- **BRIEF**: What lines in the entries below contain the word "warn"? Copy all of them.

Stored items
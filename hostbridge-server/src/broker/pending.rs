//! Pending call table
//!
//! Maps each in-flight request id to the single waiter that will receive its
//! outcome. Whoever removes an entry owns its completion slot, so a call is
//! completed at most once no matter how a response, a deadline and a
//! cancellation race.

use std::collections::HashMap;
use std::fmt;
use std::sync::Arc;
use std::time::Duration;

use parking_lot::Mutex;
use tokio::sync::oneshot;
use tokio::time::Instant;
use tracing::{debug, warn};
use uuid::Uuid;

use hostbridge_protocol::{RequestId, ToolCallResponse};

use super::error::BrokerError;

/// What a waiter eventually receives
pub type CallOutcome = Result<ToolCallResponse, BrokerError>;

/// Identity of a front session that owns pending calls
#[derive(Debug, Clone, Copy, PartialEq, Eq, Hash)]
pub struct FrontId(Uuid);

impl FrontId {
    pub fn new() -> Self {
        Self(Uuid::new_v4())
    }
}

impl Default for FrontId {
    fn default() -> Self {
        Self::new()
    }
}

impl fmt::Display for FrontId {
    fn fmt(&self, f: &mut fmt::Formatter<'_>) -> fmt::Result {
        write!(f, "{}", self.0)
    }
}

#[derive(Debug)]
struct PendingEntry {
    tool_name: String,
    owner: FrontId,
    deadline: Instant,
    timeout: Duration,
    slot: oneshot::Sender<CallOutcome>,
}

impl PendingEntry {
    fn complete(self, request_id: RequestId, outcome: CallOutcome) {
        if self.slot.send(outcome).is_err() {
            debug!(request_id = %request_id, tool = %self.tool_name, "Waiter already gone");
        }
    }

    fn timeout_error(&self) -> BrokerError {
        BrokerError::CallTimeout {
            tool: self.tool_name.clone(),
            after: self.timeout,
        }
    }
}

/// Table of calls awaiting an executor response
#[derive(Debug, Default)]
pub struct PendingCallTable {
    entries: Mutex<HashMap<RequestId, PendingEntry>>,
}

impl PendingCallTable {
    pub fn new() -> Self {
        Self::default()
    }

    /// Register a waiter for `request_id` with a deadline `timeout` from now
    pub fn register(
        self: &Arc<Self>,
        request_id: RequestId,
        tool_name: impl Into<String>,
        owner: FrontId,
        timeout: Duration,
    ) -> Result<PendingCall, BrokerError> {
        let tool_name = tool_name.into();
        let deadline = Instant::now() + timeout;
        let (tx, rx) = oneshot::channel();

        {
            let mut entries = self.entries.lock();
            if entries.contains_key(&request_id) {
                return Err(BrokerError::DuplicateRequest(request_id));
            }
            entries.insert(
                request_id,
                PendingEntry {
                    tool_name: tool_name.clone(),
                    owner,
                    deadline,
                    timeout,
                    slot: tx,
                },
            );
        }

        Ok(PendingCall {
            request_id,
            tool_name,
            deadline,
            slot: rx,
            table: Arc::clone(self),
        })
    }

    /// Complete a waiter with the executor's response
    ///
    /// A response with no pending entry (already completed, timed out,
    /// cancelled, or never issued) is rejected and leaves the table untouched.
    pub fn resolve(&self, response: ToolCallResponse) -> Result<(), BrokerError> {
        let request_id = response.request_id;
        match self.take(&request_id) {
            Some(entry) => {
                debug!(request_id = %request_id, tool = %entry.tool_name, success = response.success, "Call resolved");
                entry.complete(request_id, Ok(response));
                Ok(())
            }
            None => {
                warn!(request_id = %request_id, "Duplicate or late response, discarded");
                Err(BrokerError::DuplicateOrUnknownResponse(request_id))
            }
        }
    }

    /// Complete a waiter with a timeout error
    pub fn expire(&self, request_id: &RequestId) -> bool {
        match self.take(request_id) {
            Some(entry) => {
                warn!(request_id = %request_id, tool = %entry.tool_name, "Call timed out");
                let err = entry.timeout_error();
                entry.complete(*request_id, Err(err));
                true
            }
            None => false,
        }
    }

    /// Complete a waiter with an arbitrary error
    pub fn fail(&self, request_id: &RequestId, error: BrokerError) -> bool {
        match self.take(request_id) {
            Some(entry) => {
                entry.complete(*request_id, Err(error));
                true
            }
            None => false,
        }
    }

    /// Complete a waiter as cancelled
    pub fn cancel(&self, request_id: &RequestId) -> bool {
        match self.take(request_id) {
            Some(entry) => {
                let err = BrokerError::Cancelled {
                    tool: entry.tool_name.clone(),
                };
                entry.complete(*request_id, Err(err));
                true
            }
            None => false,
        }
    }

    /// Cancel every call owned by `owner`
    pub fn cancel_owner(&self, owner: FrontId) -> usize {
        let cancelled: Vec<(RequestId, PendingEntry)> = {
            let mut entries = self.entries.lock();
            let ids: Vec<RequestId> = entries
                .iter()
                .filter(|(_, entry)| entry.owner == owner)
                .map(|(id, _)| *id)
                .collect();
            ids.into_iter()
                .filter_map(|id| entries.remove(&id).map(|entry| (id, entry)))
                .collect()
        };

        let count = cancelled.len();
        for (id, entry) in cancelled {
            let err = BrokerError::Cancelled {
                tool: entry.tool_name.clone(),
            };
            entry.complete(id, Err(err));
        }
        if count > 0 {
            debug!(owner = %owner, count, "Cancelled calls for departed front");
        }
        count
    }

    /// Time out every call whose deadline is at or before `now`
    pub fn expire_overdue(&self, now: Instant) -> usize {
        let overdue: Vec<(RequestId, PendingEntry)> = {
            let mut entries = self.entries.lock();
            let ids: Vec<RequestId> = entries
                .iter()
                .filter(|(_, entry)| entry.deadline <= now)
                .map(|(id, _)| *id)
                .collect();
            ids.into_iter()
                .filter_map(|id| entries.remove(&id).map(|entry| (id, entry)))
                .collect()
        };

        let count = overdue.len();
        for (id, entry) in overdue {
            warn!(request_id = %id, tool = %entry.tool_name, "Call timed out");
            let err = entry.timeout_error();
            entry.complete(id, Err(err));
        }
        count
    }

    pub fn contains(&self, request_id: &RequestId) -> bool {
        self.entries.lock().contains_key(request_id)
    }

    pub fn len(&self) -> usize {
        self.entries.lock().len()
    }

    /// Drop an entry without completing it
    fn forget(&self, request_id: &RequestId) -> bool {
        self.take(request_id).is_some()
    }

    fn take(&self, request_id: &RequestId) -> Option<PendingEntry> {
        self.entries.lock().remove(request_id)
    }
}

/// Handle held by the caller of a submitted tool call
///
/// Dropping the handle before completion removes the pending entry, so a
/// response arriving afterwards is discarded.
#[derive(Debug)]
pub struct PendingCall {
    request_id: RequestId,
    tool_name: String,
    deadline: Instant,
    slot: oneshot::Receiver<CallOutcome>,
    table: Arc<PendingCallTable>,
}

impl PendingCall {
    pub fn request_id(&self) -> RequestId {
        self.request_id
    }

    /// Wait for the outcome, enforcing the deadline
    pub async fn wait(mut self) -> CallOutcome {
        let deadline = self.deadline;
        let early = tokio::select! {
            biased;
            outcome = &mut self.slot => Some(outcome),
            _ = tokio::time::sleep_until(deadline) => None,
        };

        let outcome = match early {
            Some(outcome) => outcome,
            None => {
                // Whoever removes the entry completes the slot, so this
                // receive never hangs
                self.table.expire(&self.request_id);
                (&mut self.slot).await
            }
        };

        outcome.unwrap_or_else(|_| {
            Err(BrokerError::Cancelled {
                tool: self.tool_name.clone(),
            })
        })
    }
}

impl Drop for PendingCall {
    fn drop(&mut self) {
        if self.table.forget(&self.request_id) {
            debug!(request_id = %self.request_id, tool = %self.tool_name, "Waiter dropped before completion");
        }
    }
}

- **WRITTEN ANSWER**:
use tracing::{debug, warn};
                warn!(request_id = %request_id, "Duplicate or late response, discarded");
                warn!(request_id = %request_id, tool = %entry.tool_name, "Call timed out");
            warn!(request_id = %id, tool = %entry.tool_name, "Call timed out");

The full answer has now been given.